The direct federal funding to localities was well-received and quickly distributed into communities, as intended. The unforeseen effect on local governments was an unprecedented amount of grants management and accounting to meet the reporting requirements for the local funding. Localities large and small struggled with the amount of time and resources needed to properly account and report the funding, and that will continue to play out in year-end audits and financial reports not just in FY 2021, but for several years to come.
The FY2022 budget process was tricky for local governments. The American Rescue Plan of 2021 (ARP) was signed into law on March 11, 2021. ARP is providing more than $350 billion to state and local governments for emergency response and to bring back jobs. Localities have some flexibility with this round of recovery funding and have the opportunity to make potentially historic investments in their community to address longstanding disparities in access to housing, infrastructure and services. The limiting factor there are the ongoing costs to maintain those investments once the one-time funding runs out in 2024. The One Virginia equity and inclusion policy intended to reduce disparities across the state is likely to play a major role in determining how the Commonwealth will make federal funding available to localities. Again, creative local government public servants are thinking and planning furiously to figure out the best possible way to use this funding to help their communities survive and thrive, and those choices are likely to vary widely across the Commonwealth.
Looking ahead, there are some additional tools available to local governments that didn’t exist before. Prior to the pandemic, the General Assembly equalized the ability of counties to enact taxes with cities, which does provide some capacity to create ongoing streams of funding to support ARP investments. While raising taxes, particularly real estate taxes is never easy, the taxable populations for the admission, cigarette and meals taxes do differ from homeowners and business owners. Diversifying and expanding tax bases is always a good outcome for local governments and provides additional capacity and flexibility into the future. For those jurisdictions that are unable to avail themselves of new tax capacity, adding more tax auditors is a low-cost way to help increase revenues of existing taxes in a fair and equitable manner. Any locality that has experienced the heated real estate market will be under pressure to reduce real estate taxes next year and enabling new taxes and enhancing revenue audit activities will give localities more options.
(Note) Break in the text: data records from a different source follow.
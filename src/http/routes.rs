use super::handlers;
use super::state::AppState;
use axum::{
    routing::{delete, get, post},
    Router,
};
use tower_http::cors::CorsLayer;
use tower_http::trace::TraceLayer;

/// Create the HTTP router with all routes
pub fn create_router(state: AppState) -> Router {
    Router::new()
        // Health check
        .route("/health", get(handlers::health_check))
        // Recording control
        .route("/recording/start", post(handlers::start_recording))
        .route("/recording/stop", post(handlers::stop_recording))
        .route("/recording/status", get(handlers::get_status))
        .route("/recording/events", get(handlers::state_events))
        // Simulated tabs
        .route("/contexts", post(handlers::open_context))
        .route("/contexts/:context_id", delete(handlers::close_context))
        .route(
            "/contexts/:context_id/navigate",
            post(handlers::navigate_context),
        )
        // Permission settings surface
        .route("/settings/microphone", post(handlers::request_microphone))
        .layer(TraceLayer::new_for_http())
        .layer(CorsLayer::permissive())
        .with_state(state)
}
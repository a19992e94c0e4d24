mod control_panel;
mod settings;

pub use control_panel::{
    ControlPanel, MicrophoneStatus, PanelAction, PanelView, PERMISSION_REQUIRED_TEXT,
};
pub use settings::{PermissionOutcome, PermissionSettings, ProbeOutcome, SOUND_THRESHOLD};
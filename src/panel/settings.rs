use chrono::Utc;
use std::sync::Arc;
use std::time::Duration;
use tokio::time::Instant;
use tracing::{error, info, warn};

use crate::audio::{DeviceErrorKind, MediaDevices};
use crate::preferences::{PreferenceStore, PreferenceUpdate};

/// Mean absolute amplitude above which the probe counts a frame as sound
pub const SOUND_THRESHOLD: f64 = 1000.0;

#[derive(Debug, Clone, PartialEq, Eq)]
pub enum PermissionOutcome {
    Granted,
    Denied { message: String },
}

#[derive(Debug, Clone, Copy, PartialEq, Eq)]
pub enum ProbeOutcome {
    SoundDetected,
    NoSound,
    Failed,
}

impl ProbeOutcome {
    pub fn message(self) -> &'static str {
        match self {
            Self::SoundDetected => "Microphone test successful! Sound detected.",
            Self::NoSound => {
                "No sound detected. Please check your microphone settings and try speaking louder."
            }
            Self::Failed => "Microphone test failed. Please check your microphone connection.",
        }
    }
}

/// The separate surface through which microphone permission is granted
pub struct PermissionSettings {
    devices: Arc<dyn MediaDevices>,
    preferences: Arc<dyn PreferenceStore>,
}

impl PermissionSettings {
    pub fn new(devices: Arc<dyn MediaDevices>, preferences: Arc<dyn PreferenceStore>) -> Self {
        Self {
            devices,
            preferences,
        }
    }

    /// Whether a microphone grant is on record
    pub async fn microphone_granted(&self) -> bool {
        match self.preferences.load().await {
            Ok(prefs) => prefs.microphone_permission_granted,
            Err(e) => {
                warn!("Could not check microphone permission status: {:#}", e);
                false
            }
        }
    }

    /// Open the microphone once to obtain the grant, then release it
    pub async fn request_microphone(&self) -> PermissionOutcome {
        let outcome = match self.devices.microphone().await {
            Ok(mut stream) => {
                stream.stop_tracks();
                info!("Microphone permission granted successfully");
                PermissionOutcome::Granted
            }
            Err(e) => {
                error!("Microphone permission denied: {}", e);
                let message = match e.kind() {
                    DeviceErrorKind::NotAllowed => {
                        "Microphone access was denied. Please click \"Allow\" when prompted, or check your browser settings."
                    }
                    DeviceErrorKind::NotFound => {
                        "No microphone found. Please connect a microphone and try again."
                    }
                    DeviceErrorKind::NotReadable => {
                        "Microphone is being used by another application. Please close other apps using the microphone and try again."
                    }
                    DeviceErrorKind::Other => "Microphone permission was denied.",
                };
                PermissionOutcome::Denied {
                    message: message.to_string(),
                }
            }
        };

        let granted = outcome == PermissionOutcome::Granted;
        if let Err(e) = self
            .preferences
            .merge(PreferenceUpdate::permission(
                granted,
                Utc::now().timestamp_millis(),
            ))
            .await
        {
            error!("Failed to store permission status: {:#}", e);
        }

        outcome
    }

    /// Listen for up to `max_duration` and report whether any sound came through
    pub async fn probe_microphone(&self, max_duration: Duration) -> ProbeOutcome {
        let mut stream = match self.devices.microphone().await {
            Ok(stream) => stream,
            Err(e) => {
                warn!("Microphone test failed: {}", e);
                return ProbeOutcome::Failed;
            }
        };

        let Some(mut frames) = stream.take_frames() else {
            stream.stop_tracks();
            return ProbeOutcome::Failed;
        };

        let deadline = Instant::now() + max_duration;
        let mut outcome = ProbeOutcome::NoSound;

        while let Ok(Some(frame)) = tokio::time::timeout_at(deadline, frames.recv()).await {
            if frame.samples.is_empty() {
                continue;
            }
            let level = frame
                .samples
                .iter()
                .map(|&s| (s as f64).abs())
                .sum::<f64>()
                / frame.samples.len() as f64;

            if level > SOUND_THRESHOLD {
                outcome = ProbeOutcome::SoundDetected;
                break;
            }
        }

        stream.stop_tracks();
        info!("Microphone test finished: {:?}", outcome);
        outcome
    }
}
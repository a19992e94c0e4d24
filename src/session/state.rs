use chrono::{DateTime, Utc};
use serde::{Deserialize, Serialize};
use uuid::Uuid;

use crate::protocol::ContextId;

/// Lifecycle status of the recording session
#[derive(Debug, Clone, Copy, Default, PartialEq, Eq, Hash, Serialize, Deserialize)]
#[serde(rename_all = "lowercase")]
pub enum SessionStatus {
    #[default]
    Idle,
    Starting,
    Active,
    Stopping,
}

impl SessionStatus {
    /// Only an active session counts as recording
    pub fn is_recording(self) -> bool {
        self == Self::Active
    }

    /// Transitional states where the panel shows neither button
    pub fn is_busy(self) -> bool {
        matches!(self, Self::Starting | Self::Stopping)
    }
}

/// The single recording session owned by the coordinator
#[derive(Debug, Clone)]
pub struct Session {
    /// Correlates log lines across the coordinator and worker
    pub recording_id: Uuid,
    pub target_context_id: ContextId,
    /// Fixed for the lifetime of the session
    pub include_microphone: bool,
    pub status: SessionStatus,
    pub started_at: DateTime<Utc>,
}

impl Session {
    pub fn new(target_context_id: ContextId, include_microphone: bool) -> Self {
        Self {
            recording_id: Uuid::new_v4(),
            target_context_id,
            include_microphone,
            status: SessionStatus::Starting,
            started_at: Utc::now(),
        }
    }
}

/// Point-in-time view of the coordinator, returned by status queries
#[derive(Debug, Clone, PartialEq, Serialize, Deserialize)]
pub struct SessionSnapshot {
    pub status: SessionStatus,
    pub is_recording: bool,
    pub status_text: String,
    pub recording_id: Option<Uuid>,
    pub target_context_id: Option<ContextId>,
    pub include_microphone: bool,
    pub started_at: Option<DateTime<Utc>>,
    /// Seconds since the session started
    pub duration_secs: f64,
}

impl SessionSnapshot {
    pub fn new(session: Option<&Session>, status_text: &str) -> Self {
        match session {
            Some(session) => Self {
                status: session.status,
                is_recording: session.status.is_recording(),
                status_text: status_text.to_string(),
                recording_id: Some(session.recording_id),
                target_context_id: Some(session.target_context_id.clone()),
                include_microphone: session.include_microphone,
                started_at: Some(session.started_at),
                duration_secs: (Utc::now() - session.started_at).num_milliseconds() as f64
                    / 1000.0,
            },
            None => Self {
                status: SessionStatus::Idle,
                is_recording: false,
                status_text: status_text.to_string(),
                recording_id: None,
                target_context_id: None,
                include_microphone: false,
                started_at: None,
                duration_secs: 0.0,
            },
        }
    }
}
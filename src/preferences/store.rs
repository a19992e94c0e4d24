use anyhow::{Context, Result};
use async_trait::async_trait;
use serde::{Deserialize, Serialize};
use std::path::{Path, PathBuf};
use tokio::sync::Mutex;
use tracing::{debug, info};

/// Persisted user preferences and session flags
///
/// Absent keys read as their defaults, so a store written by an older build
/// (or an empty file) always loads.
#[derive(Debug, Clone, Default, PartialEq, Eq, Serialize, Deserialize)]
#[serde(default, rename_all = "camelCase")]
pub struct Preferences {
    /// A recording was active when this was last written
    pub is_recording: bool,
    pub include_microphone: bool,
    pub microphone_permission_granted: bool,
    /// Epoch milliseconds of the last permission request
    pub last_permission_check: Option<i64>,
}

/// Partial write; `None` fields keep their stored value
#[derive(Debug, Clone, Default, PartialEq, Eq)]
pub struct PreferenceUpdate {
    pub is_recording: Option<bool>,
    pub include_microphone: Option<bool>,
    pub microphone_permission_granted: Option<bool>,
    pub last_permission_check: Option<i64>,
}

impl PreferenceUpdate {
    pub fn recording(is_recording: bool) -> Self {
        Self {
            is_recording: Some(is_recording),
            ..Default::default()
        }
    }

    pub fn microphone(include_microphone: bool) -> Self {
        Self {
            include_microphone: Some(include_microphone),
            ..Default::default()
        }
    }

    pub fn permission(granted: bool, checked_at: i64) -> Self {
        Self {
            microphone_permission_granted: Some(granted),
            last_permission_check: Some(checked_at),
            ..Default::default()
        }
    }

    fn apply(&self, prefs: &mut Preferences) {
        if let Some(v) = self.is_recording {
            prefs.is_recording = v;
        }
        if let Some(v) = self.include_microphone {
            prefs.include_microphone = v;
        }
        if let Some(v) = self.microphone_permission_granted {
            prefs.microphone_permission_granted = v;
        }
        if let Some(v) = self.last_permission_check {
            prefs.last_permission_check = Some(v);
        }
    }
}

/// Key-value preference storage with last-write-wins merges
#[async_trait]
pub trait PreferenceStore: Send + Sync {
    async fn load(&self) -> Result<Preferences>;

    /// Apply `update` and return the resulting preferences
    async fn merge(&self, update: PreferenceUpdate) -> Result<Preferences>;
}

/// Process-local store, used by tests and the one-shot CLI
#[derive(Debug, Default)]
pub struct MemoryPreferenceStore {
    inner: Mutex<Preferences>,
}

impl MemoryPreferenceStore {
    pub fn new(initial: Preferences) -> Self {
        Self {
            inner: Mutex::new(initial),
        }
    }
}

#[async_trait]
impl PreferenceStore for MemoryPreferenceStore {
    async fn load(&self) -> Result<Preferences> {
        Ok(self.inner.lock().await.clone())
    }

    async fn merge(&self, update: PreferenceUpdate) -> Result<Preferences> {
        let mut prefs = self.inner.lock().await;
        update.apply(&mut prefs);
        Ok(prefs.clone())
    }
}

/// Preferences stored as a JSON document on disk
pub struct JsonPreferenceStore {
    path: PathBuf,
    // Serializes read-modify-write cycles within the process
    lock: Mutex<()>,
}

impl JsonPreferenceStore {
    pub fn new(path: impl Into<PathBuf>) -> Self {
        Self {
            path: path.into(),
            lock: Mutex::new(()),
        }
    }

    pub fn path(&self) -> &Path {
        &self.path
    }

    async fn read(&self) -> Result<Preferences> {
        match tokio::fs::read(&self.path).await {
            Ok(bytes) if bytes.is_empty() => Ok(Preferences::default()),
            Ok(bytes) => serde_json::from_slice(&bytes)
                .with_context(|| format!("Invalid preferences file {}", self.path.display())),
            Err(e) if e.kind() == std::io::ErrorKind::NotFound => {
                debug!("No preferences at {}, using defaults", self.path.display());
                Ok(Preferences::default())
            }
            Err(e) => Err(e)
                .with_context(|| format!("Failed to read preferences {}", self.path.display())),
        }
    }

    async fn write(&self, prefs: &Preferences) -> Result<()> {
        if let Some(parent) = self.path.parent() {
            if !parent.as_os_str().is_empty() {
                tokio::fs::create_dir_all(parent)
                    .await
                    .context("Failed to create preferences directory")?;
            }
        }

        let json = serde_json::to_vec_pretty(prefs)?;
        let tmp = self.path.with_extension("json.tmp");
        tokio::fs::write(&tmp, json)
            .await
            .with_context(|| format!("Failed to write {}", tmp.display()))?;
        tokio::fs::rename(&tmp, &self.path)
            .await
            .with_context(|| format!("Failed to replace {}", self.path.display()))?;

        Ok(())
    }
}

#[async_trait]
impl PreferenceStore for JsonPreferenceStore {
    async fn load(&self) -> Result<Preferences> {
        let _guard = self.lock.lock().await;
        self.read().await
    }

    async fn merge(&self, update: PreferenceUpdate) -> Result<Preferences> {
        let _guard = self.lock.lock().await;
        let mut prefs = self.read().await?;
        update.apply(&mut prefs);
        self.write(&prefs).await?;

        info!("Preferences saved: {:?}", update);
        Ok(prefs)
    }
}
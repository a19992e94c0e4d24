mod store;

pub use store::{
    JsonPreferenceStore, MemoryPreferenceStore, PreferenceStore, PreferenceUpdate, Preferences,
};
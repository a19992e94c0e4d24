use anyhow::{Context, Result};
use serde::Deserialize;
use std::path::PathBuf;

use crate::audio::{MixerConfig, StreamFormat};
use crate::worker::WorkerSettings;

#[derive(Debug, Clone, Default, Deserialize)]
#[serde(default)]
pub struct Config {
    pub service: ServiceConfig,
    pub recording: RecordingConfig,
    pub preferences: PreferencesConfig,
}

#[derive(Debug, Clone, Deserialize)]
#[serde(default)]
pub struct ServiceConfig {
    pub name: String,
    pub http: HttpConfig,
}

impl Default for ServiceConfig {
    fn default() -> Self {
        Self {
            name: "tab-audio-recorder".to_string(),
            http: HttpConfig::default(),
        }
    }
}

#[derive(Debug, Clone, Deserialize)]
#[serde(default)]
pub struct HttpConfig {
    pub bind: String,
    pub port: u16,
}

impl Default for HttpConfig {
    fn default() -> Self {
        Self {
            bind: "127.0.0.1".to_string(),
            port: 7878,
        }
    }
}

#[derive(Debug, Clone, Deserialize)]
#[serde(default)]
pub struct RecordingConfig {
    /// Directory where finished recordings are saved
    pub output_dir: String,
    /// Encoder MIME types in order of preference; the encoder's own default
    /// is used when none of them is supported
    pub preferred_mime_types: Vec<String>,
    pub sample_rate: u32,
    pub channels: u16,
    /// Duration of each captured frame in milliseconds
    pub frame_duration_ms: u64,
    /// Frames waiting longer than this for their mixing partner are emitted alone
    pub mixer_max_buffer_delay_ms: u64,
}

impl Default for RecordingConfig {
    fn default() -> Self {
        Self {
            output_dir: "recordings".to_string(),
            preferred_mime_types: vec![
                "audio/webm;codecs=opus".to_string(),
                "audio/ogg;codecs=opus".to_string(),
            ],
            sample_rate: 48000,
            channels: 2,
            frame_duration_ms: 20,
            mixer_max_buffer_delay_ms: 200,
        }
    }
}

impl RecordingConfig {
    pub fn stream_format(&self) -> StreamFormat {
        StreamFormat {
            sample_rate: self.sample_rate,
            channels: self.channels,
        }
    }

    pub fn worker_settings(&self) -> WorkerSettings {
        WorkerSettings {
            preferred_mime_types: self.preferred_mime_types.clone(),
            mixer: MixerConfig {
                sample_rate: self.sample_rate,
                channels: self.channels,
                max_buffer_delay_ms: self.mixer_max_buffer_delay_ms,
            },
        }
    }

    pub fn output_dir(&self) -> PathBuf {
        PathBuf::from(&self.output_dir)
    }
}

#[derive(Debug, Clone, Deserialize)]
#[serde(default)]
pub struct PreferencesConfig {
    /// JSON file holding persisted preferences
    pub path: String,
}

impl Default for PreferencesConfig {
    fn default() -> Self {
        Self {
            path: "state/preferences.json".to_string(),
        }
    }
}

impl Config {
    /// Load configuration from an optional file, then `TAB_RECORDER__*` environment overrides.
    pub fn load(path: &str) -> Result<Self> {
        let settings = config::Config::builder()
            .add_source(config::File::with_name(path).required(false))
            .add_source(config::Environment::with_prefix("TAB_RECORDER").separator("__"))
            .build()
            .with_context(|| format!("Failed to load config from {}", path))?;

        Ok(settings.try_deserialize()?)
    }
}

#[cfg(test)]
mod tests {
    use super::*;

    #[test]
    fn test_missing_file_uses_defaults() {
        let cfg = Config::load("/nonexistent/tab-audio-recorder").unwrap();

        assert_eq!(cfg.service.http.port, 7878);
        assert_eq!(cfg.recording.sample_rate, 48000);
        assert_eq!(cfg.recording.preferred_mime_types.len(), 2);
    }

    #[test]
    fn test_partial_file_keeps_other_defaults() {
        let dir = tempfile::tempdir().unwrap();
        let path = dir.path().join("partial.toml");
        std::fs::write(&path, "[recording]\nsample_rate = 16000\nchannels = 1\n").unwrap();

        let cfg = Config::load(path.to_str().unwrap()).unwrap();

        assert_eq!(cfg.recording.sample_rate, 16000);
        assert_eq!(cfg.recording.channels, 1);
        assert_eq!(cfg.recording.frame_duration_ms, 20);
        assert_eq!(cfg.preferences.path, "state/preferences.json");
    }

    #[test]
    fn test_worker_settings_follow_recording_format() {
        let recording = RecordingConfig {
            sample_rate: 16000,
            channels: 1,
            ..Default::default()
        };

        let settings = recording.worker_settings();
        assert_eq!(settings.mixer.sample_rate, 16000);
        assert_eq!(settings.mixer.channels, 1);
        assert_eq!(settings.mixer.max_buffer_delay_ms, 200);
    }
}
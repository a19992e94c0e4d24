//! Recording session management
//!
//! `SessionCoordinator` owns the one authoritative `Session` and is the only
//! component that changes it. Everyone else talks to it through a
//! `CoordinatorHandle` and learns about changes from `STATE_CHANGED`
//! broadcasts.

mod coordinator;
mod state;

pub use coordinator::{CoordinatorHandle, CoordinatorMessage, SessionCoordinator};
pub use state::{Session, SessionSnapshot, SessionStatus};
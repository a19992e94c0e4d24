use anyhow::{Context, Result};
use std::sync::Arc;
use tokio::task::JoinHandle;
use tracing::info;

use crate::audio::{EncoderFactory, WavEncoderFactory};
use crate::config::Config;
use crate::panel::{ControlPanel, PermissionSettings};
use crate::platform::SimulatedBrowser;
use crate::preferences::{JsonPreferenceStore, PreferenceStore};
use crate::protocol::LifecycleEvent;
use crate::session::{CoordinatorHandle, SessionCoordinator};
use crate::worker::{DirectorySink, DownloadSink, WorkerDeps, WorkerHost};

/// A fully wired recorder running on the simulated browser
pub struct App {
    pub browser: SimulatedBrowser,
    pub preferences: Arc<dyn PreferenceStore>,
    pub coordinator: CoordinatorHandle,
    coordinator_task: JoinHandle<()>,
}

impl App {
    /// Build from configuration with JSON-file preferences
    pub async fn build(config: &Config) -> Result<Self> {
        let preferences: Arc<dyn PreferenceStore> =
            Arc::new(JsonPreferenceStore::new(&config.preferences.path));
        Self::with_preferences(config, preferences).await
    }

    pub async fn with_preferences(
        config: &Config,
        preferences: Arc<dyn PreferenceStore>,
    ) -> Result<Self> {
        let browser = SimulatedBrowser::new(
            config.recording.stream_format(),
            config.recording.frame_duration_ms,
        );
        let encoders: Arc<dyn EncoderFactory> = Arc::new(WavEncoderFactory);
        let sink = DirectorySink::new(config.recording.output_dir());
        info!("Recordings will be saved in {}", sink.dir().display());
        let downloads: Arc<dyn DownloadSink> = Arc::new(sink);

        let deps = WorkerDeps {
            devices: Arc::new(browser.clone()),
            output: Arc::new(browser.clone()),
            encoders,
            downloads,
            settings: config.recording.worker_settings(),
        };
        let (worker, worker_events) = WorkerHost::new(deps);

        let coordinator =
            SessionCoordinator::new(Arc::new(browser.clone()), worker, preferences.clone());
        let (coordinator, coordinator_task) = coordinator.spawn(worker_events);

        // Every process start resyncs persisted state
        coordinator
            .lifecycle(LifecycleEvent::Startup)
            .await
            .context("Session coordinator failed to start")?;

        info!("{} ready", config.service.name);

        Ok(Self {
            browser,
            preferences,
            coordinator,
            coordinator_task,
        })
    }

    pub async fn panel(&self) -> ControlPanel {
        ControlPanel::open(self.coordinator.clone(), self.preferences.clone()).await
    }

    pub fn settings(&self) -> PermissionSettings {
        PermissionSettings::new(Arc::new(self.browser.clone()), self.preferences.clone())
    }

    /// Drop the coordinator handle and wait for the actor to release the worker
    pub async fn shutdown(self) -> Result<()> {
        let Self {
            coordinator,
            coordinator_task,
            ..
        } = self;
        drop(coordinator);
        coordinator_task
            .await
            .context("Session coordinator task panicked")
    }
}
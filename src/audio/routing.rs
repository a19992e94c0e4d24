// Routing nodes connect streams to each other inside the media worker.
//
// Each node is a spawned task forwarding frames between channels. A node must
// be disconnected explicitly (or dropped) when the session ends; disconnecting
// aborts the task and drops every channel end it owns.

use tokio::sync::mpsc;
use tokio::task::JoinHandle;
use tracing::{debug, info, warn};

use super::backend::{AudioFrame, AudioOutput, DeviceError, PlaybackSink, StreamFormat};

/// Channel capacity between routing stages
pub const ROUTE_BUFFER_FRAMES: usize = 100;

/// A running audio-graph node
pub struct RoutingNode {
    name: &'static str,
    task: Option<JoinHandle<()>>,
}

impl RoutingNode {
    pub(crate) fn spawn<F>(name: &'static str, future: F) -> Self
    where
        F: std::future::Future<Output = ()> + Send + 'static,
    {
        Self {
            name,
            task: Some(tokio::spawn(future)),
        }
    }

    pub fn is_connected(&self) -> bool {
        self.task.as_ref().is_some_and(|task| !task.is_finished())
    }

    pub fn disconnect(&mut self) {
        if let Some(task) = self.task.take() {
            debug!("Disconnecting {} node", self.name);
            task.abort();
        }
    }
}

impl Drop for RoutingNode {
    fn drop(&mut self) {
        self.disconnect();
    }
}

/// Route tab audio to local playback while passing it on to the recorder
///
/// Capturing a tab mutes it for the user; the monitor restores audible
/// playback. Returns the node and the pass-through receiver, or the original
/// receiver untouched if playback could not be opened.
pub fn monitor(
    mut input: mpsc::Receiver<AudioFrame>,
    format: StreamFormat,
    output: &dyn AudioOutput,
) -> Result<(RoutingNode, mpsc::Receiver<AudioFrame>), (DeviceError, mpsc::Receiver<AudioFrame>)> {
    let mut sink: Box<dyn PlaybackSink> = match output.open_playback(format) {
        Ok(sink) => sink,
        Err(e) => return Err((e, input)),
    };

    let (tx, rx) = mpsc::channel(ROUTE_BUFFER_FRAMES);

    let node = RoutingNode::spawn("monitor", async move {
        let mut playback_ok = true;

        while let Some(frame) = input.recv().await {
            if playback_ok {
                if let Err(e) = sink.write(&frame) {
                    warn!("Tab audio playback failed, monitor muted: {}", e);
                    playback_ok = false;
                }
            }

            if tx.send(frame).await.is_err() {
                break;
            }
        }

        debug!("Monitor route finished");
    });

    info!("Tab audio playback restored");

    Ok((node, rx))
}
The fast development of effective vaccines is truly a “shot in the arm” for the American economy, and localities across Virginia will experience this in different ways. A rapidly expanding economy combined with the ARP funding provides each local governing body with a unique opportunity to enhance and remake their community. Likewise, local government professionals have the career opportunity to help shape the future. This is why we do what we do, and why we love public service. Let’s help our communities be the best that they can be!